Over the past few years, the Oscars have become a much more international affair. Rather than just honour films made in the English language, as they did with very few exceptions throughout the 20th century, they have found room for films from different countries: the ceremony last Sunday included multiple nominations for films from Norway (Sentimental Value), Iran (It Was Just an Accident) and Brazil (The Secret Agent).
That said, certain blind spots remain. China may be surging in all sorts of ways, but you wouldn’t know it from the Academy Awards. No mainland film has received a nomination since Hero, and that was all the way back in 2002. What’s more, only four films from the People’s Republic have ever been picked to compete, all of them in what’s now called the Best International Film award. None of them have ever won.
Which is odd, considering the robust state of Chinese film. For a start, it has already eclipsed the USA as the biggest market for movies, with some 90,000 screens, and more coming on stream all the time (contrasting with 40,000 in the States, a number that’s declining). What’s more, the local industry is thriving in a way that cash-strapped, post-Covid Hollywood can only dream of.

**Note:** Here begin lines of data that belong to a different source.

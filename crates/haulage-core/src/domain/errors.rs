//! Errors - エラー型と分類
//!
//! 呼び出し側は `ErrorKind` で扱いを決めます。
//! - Validation: 前提条件を満たしていない（状態は一切変わらない）
//! - RaceLost: 他のアクターが先に取った（「別の案件を探す」合図）
//! - Consistency: 呼び出し側の認識が古い（終端済みの積荷への報告など）
//! - Environmental: ストア障害など（次の tick で再試行）
//! - Invariant: 起きてはならない不整合（運用アラート）

use thiserror::Error;

use super::catalog::{Requirement, Tier};
use super::ids::{ActorId, ClaimId, JobId, LoadId, PolicyId};
use super::load::LoadStatus;
use super::posting::BoardStatus;

#[derive(Debug, Clone, Copy, PartialEq, Eq)]
pub enum ErrorKind {
    Validation,
    RaceLost,
    Consistency,
    Environmental,
    Invariant,
}

#[derive(Debug, Clone, PartialEq, Error)]
pub enum HaulError {
    #[error("job not found: {0}")]
    JobNotFound(JobId),

    #[error("job {job_id} is not available (status={status:?})")]
    JobNotAvailable { job_id: JobId, status: BoardStatus },

    #[error("job {0} is already reserved by another actor")]
    AlreadyReserved(JobId),

    #[error("actor {actor} already holds a reservation on {job_id}")]
    ActorHasReservation { actor: ActorId, job_id: JobId },

    #[error("actor {actor} already has an active load {load_id}")]
    ActorHasActiveLoad { actor: ActorId, load_id: LoadId },

    #[error("actor {actor} is in release cooldown until {until} (tier {tier} blocked)")]
    ReleaseCooldown {
        actor: ActorId,
        until: i64,
        tier: Tier,
    },

    #[error("actor {actor} is suspended until {until}")]
    ActorSuspended { actor: ActorId, until: i64 },

    #[error("actor {actor} does not hold a live reservation on {job_id}")]
    NotReservationHolder { actor: ActorId, job_id: JobId },

    #[error("actor {actor} is missing requirements: {missing:?}")]
    MissingRequirements {
        actor: ActorId,
        missing: Vec<Requirement>,
    },

    #[error("insufficient funds for {actor}: needed={needed}, available={available}")]
    InsufficientFunds {
        actor: ActorId,
        needed: i64,
        available: i64,
    },

    #[error("load not found: {0}")]
    LoadNotFound(LoadId),

    #[error("actor {actor} does not own load {load_id}")]
    NotLoadOwner { actor: ActorId, load_id: LoadId },

    #[error("load {0} is already terminal")]
    LoadAlreadyTerminal(LoadId),

    #[error("load {load_id}: {operation} is not allowed from {status:?}")]
    InvalidTransition {
        load_id: LoadId,
        status: LoadStatus,
        operation: &'static str,
    },

    #[error("load {load_id}: {operation} does not apply to this cargo")]
    NotApplicable {
        load_id: LoadId,
        operation: &'static str,
    },

    #[error("load {load_id} has not passed its deadline ({deadline})")]
    DeadlineNotReached { load_id: LoadId, deadline: i64 },

    #[error("owner of load {load_id} has not been away past the grace period")]
    GraceNotElapsed { load_id: LoadId },

    #[error("invalid input for {field}: {reason}")]
    InvalidInput { field: &'static str, reason: String },

    #[error("policy not found: {0}")]
    PolicyNotFound(PolicyId),

    #[error("claim not found: {0}")]
    ClaimNotFound(ClaimId),

    #[error("load {0} already has a claim")]
    DuplicateClaim(LoadId),

    #[error("load {load_id} is not claimable: {reason}")]
    NotClaimable { load_id: LoadId, reason: String },

    #[error("store unavailable: {0}")]
    Store(String),

    #[error("invariant violated: {0}")]
    Invariant(String),
}

impl HaulError {
    pub fn kind(&self) -> ErrorKind {
        match self {
            HaulError::AlreadyReserved(_) => ErrorKind::RaceLost,
            HaulError::LoadAlreadyTerminal(_) | HaulError::InvalidTransition { .. } => {
                ErrorKind::Consistency
            }
            HaulError::Store(_) => ErrorKind::Environmental,
            HaulError::Invariant(_) => ErrorKind::Invariant,
            _ => ErrorKind::Validation,
        }
    }

    pub fn is_race_lost(&self) -> bool {
        self.kind() == ErrorKind::RaceLost
    }
}

#[cfg(test)]
mod tests {
    use super::*;
    use ulid::Ulid;

    #[test]
    fn errors_are_classified() {
        let job = JobId::from_ulid(Ulid::new());
        let load = LoadId::from_ulid(Ulid::new());

        assert_eq!(HaulError::AlreadyReserved(job).kind(), ErrorKind::RaceLost);
        assert_eq!(
            HaulError::LoadAlreadyTerminal(load).kind(),
            ErrorKind::Consistency
        );
        assert_eq!(HaulError::JobNotFound(job).kind(), ErrorKind::Validation);
        assert_eq!(HaulError::Store("down".into()).kind(), ErrorKind::Environmental);
        assert_eq!(HaulError::Invariant("x".into()).kind(), ErrorKind::Invariant);
    }

    #[test]
    fn message_names_the_actor() {
        let err = HaulError::InsufficientFunds {
            actor: ActorId::from("a1"),
            needed: 500,
            available: 20,
        };
        assert!(err.to_string().contains("a1"));
    }
}
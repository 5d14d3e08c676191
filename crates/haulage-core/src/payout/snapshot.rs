//! Immutable payout input.

use serde::{Deserialize, Serialize};

use crate::domain::catalog::{CargoDefinition, CargoKind, Tier};
use crate::domain::load::{ActiveLoad, ComplianceFlags, OwnershipMode, SealState, ShipperTier};
use crate::domain::posting::JobPosting;

/// Everything the payout pipeline reads, frozen at the terminal event.
#[derive(Debug, Clone, PartialEq, Serialize, Deserialize)]
pub struct PayoutSnapshot {
    pub tier: Tier,
    pub cargo: CargoKind,
    pub cargo_modifier: f64,
    pub surge_multiplier: f64,
    pub distance: f64,
    pub stops: u8,
    pub stops_completed: u8,
    pub weight_kg: u32,
    pub ownership: OwnershipMode,
    pub allotted_secs: i64,
    pub elapsed_secs: i64,
    pub integrity: u8,
    pub temperature_monitored: bool,
    pub excursion_secs: i64,
    /// `Some` for welfare-rated cargo; such loads skip the integrity stage.
    pub welfare: Option<u8>,
    pub seal: SealState,
    pub compliance: ComplianceFlags,
    pub shipper_tier: ShipperTier,
    pub convoy_size: u32,
    /// Terminal event timestamp (Unix seconds).
    pub completed_at: i64,
}

impl PayoutSnapshot {
    /// Freeze a load at `completed_at`. Open excursions count up to that point.
    pub fn from_load(
        load: &ActiveLoad,
        cargo: &CargoDefinition,
        completed_at: i64,
        convoy_size: u32,
    ) -> Self {
        Self {
            tier: load.posting.tier,
            cargo: load.posting.cargo,
            cargo_modifier: cargo.rate_modifier,
            surge_multiplier: load.posting.surge_multiplier,
            distance: load.posting.distance,
            stops: load.posting.stops,
            stops_completed: load.stops_completed,
            weight_kg: load.posting.weight_kg,
            ownership: load.ownership,
            allotted_secs: load.allotted_secs(),
            elapsed_secs: (completed_at - load.accepted_at).max(0),
            integrity: load.integrity,
            temperature_monitored: load.temperature.monitored,
            excursion_secs: load.temperature.excursion_secs_at(completed_at),
            welfare: load.welfare,
            seal: load.seal,
            compliance: load.compliance,
            shipper_tier: load.shipper_tier,
            convoy_size,
            completed_at,
        }
    }

    /// Nominal estimate for a posting nobody has accepted yet: on time, intact,
    /// sealed when the cargo supports it, no optional compliance steps.
    pub fn preview(
        posting: &JobPosting,
        cargo: &CargoDefinition,
        ownership: OwnershipMode,
        shipper_tier: ShipperTier,
        at: i64,
    ) -> Self {
        Self {
            tier: posting.tier,
            cargo: posting.cargo,
            cargo_modifier: cargo.rate_modifier,
            surge_multiplier: posting.surge_multiplier,
            distance: posting.distance,
            stops: posting.stops,
            stops_completed: posting.stops.saturating_sub(1),
            weight_kg: posting.weight_kg,
            ownership,
            allotted_secs: posting.window_secs.max(1),
            elapsed_secs: posting.window_secs.max(1),
            integrity: 100,
            temperature_monitored: cargo.temperature_monitored,
            excursion_secs: 0,
            welfare: cargo.welfare_rated.then_some(4),
            seal: if cargo.sealable {
                SealState::Sealed
            } else {
                SealState::NotApplied
            },
            compliance: ComplianceFlags::default(),
            shipper_tier,
            convoy_size: 0,
            completed_at: at,
        }
    }

    pub fn time_ratio(&self) -> f64 {
        self.elapsed_secs as f64 / self.allotted_secs.max(1) as f64
    }
}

Once, Chinese directors made widely admired arthouse fare—the likes of Zhang Yimou’s Raise the Red Lantern (1991) and Chen Kaige’s Farewell My Concubine (1993). Now, however, the emphasis is on bigger and more explosive films. And, unlike the rarefied critical hits of yesteryear, these are genuinely popular, routinely grossing unimaginable amounts of money.
The biggest Chinese film last year was Ne Zha 2, an animation drawn from Chinese myth. It wasn’t simply the most profitable film of 2025 in China; it topped the charts worldwide, with a total haul of around $2.2bn, making it the fifth highest-grossing film of all time. (Its nearest 2025 competitor, the American-made Zootopia 2, made a paltry $1.9 billion.)
This, of course, will be grist to the mill of those people who foresee China’s global dominance expanding ever further, with a cultural sector as ambitious as its businessmen. But while there’s no arguing with the raw data, there are a few notes of caution that should be sounded.
For instance, for all the undeniable success of Ne Zha 2, it’s worth noting that all but about three per cent of its haul came from within China itself. Now, obviously, three per cent of $2.2bn is still a lot, but it’s also still some considerable way short of being the phenomenon internationally that it was at home. And this is true of other Chinese blockbusters: unlike Hollywood films, which generally enjoy a similar (if relative) level of popularity in every territory, Chinese audience enthusiasm does not translate into global success.
Then again, this is—at least partially—by design. As they do for so much else in China, the government issues five year plans for movies. The last came out in 2021 and placed an emphasis on “patriotic’ subjects” whether from folklore (such as Ne Zha 2) or military triumph (The Battle at Lake Changjin, celebrating a Korean war victory against America). For the Communist Party, cinema is now essentially propaganda, to elevate national sentiment and promote Chinese self-confidence.
But at what cost to their international soft power? A useful comparison might be to South Korea, a far smaller country whose music and movies have made it a cultural hyperpower: think BTS, think Parasite, think—if you must—K-Pop Demon Hunters. Think of all the hearts and minds they have won.
The parochial Chinese blockbusters haven’t established a profile overseas, and there’s been no strategy to develop films that might. Whereas the former Soviet Union made sure to produce prestige films that would play at international film festivals and arthouses around the world, seeding influence and shaping perceptions, the Chinese authorities have shown little interest in these arenas, whatever advantages they might convey.
This seems bewildering, especially when there are already so many distinctive voices in Chinese cinema. Films such as An Elephant Sitting Still (2018), So Long, My Son and The Wild Goose Lake (both 2019) were amongst the very best of their respective years. Increasingly, though, they seem like isolated triumphs rather than the start of something so much more, as they seemed at the time.
Worthwhile Chinese films are still being made. Director Jia Zhangke (A Touch of Sin) has been able to build a career and increasingly looks like a master. There is also the case of Bi Gan. His latest, Resurrection, has just been released in the UK and while it is emphatically Not For Everyone (= high art), there is simply nothing else like it out there—a sprawling meditation on dreams and cinema that defies easy description as it shifts through time and genres. It’s a more striking—and better—example of Chinese creativity than the state-sanctioned pablum that dominates at the box office.
China, of course, has many sources of soft power and many ways to influence those overseas, from Mr Xi’s Belt and Road through to TikTok. But culture, thus far neglected, might well be the most powerful tool of the lot—the extent to which American film and TV have shaped favourable perceptions of that country cannot be underestimated, something that communists used to understand.
Maybe movies—once the most international medium, with the most potent impacts—simply don’t matter as much these days. Or maybe it’s a sign China’s rise is built on shallow, and fragile, foundations. We’ll find out soon enough.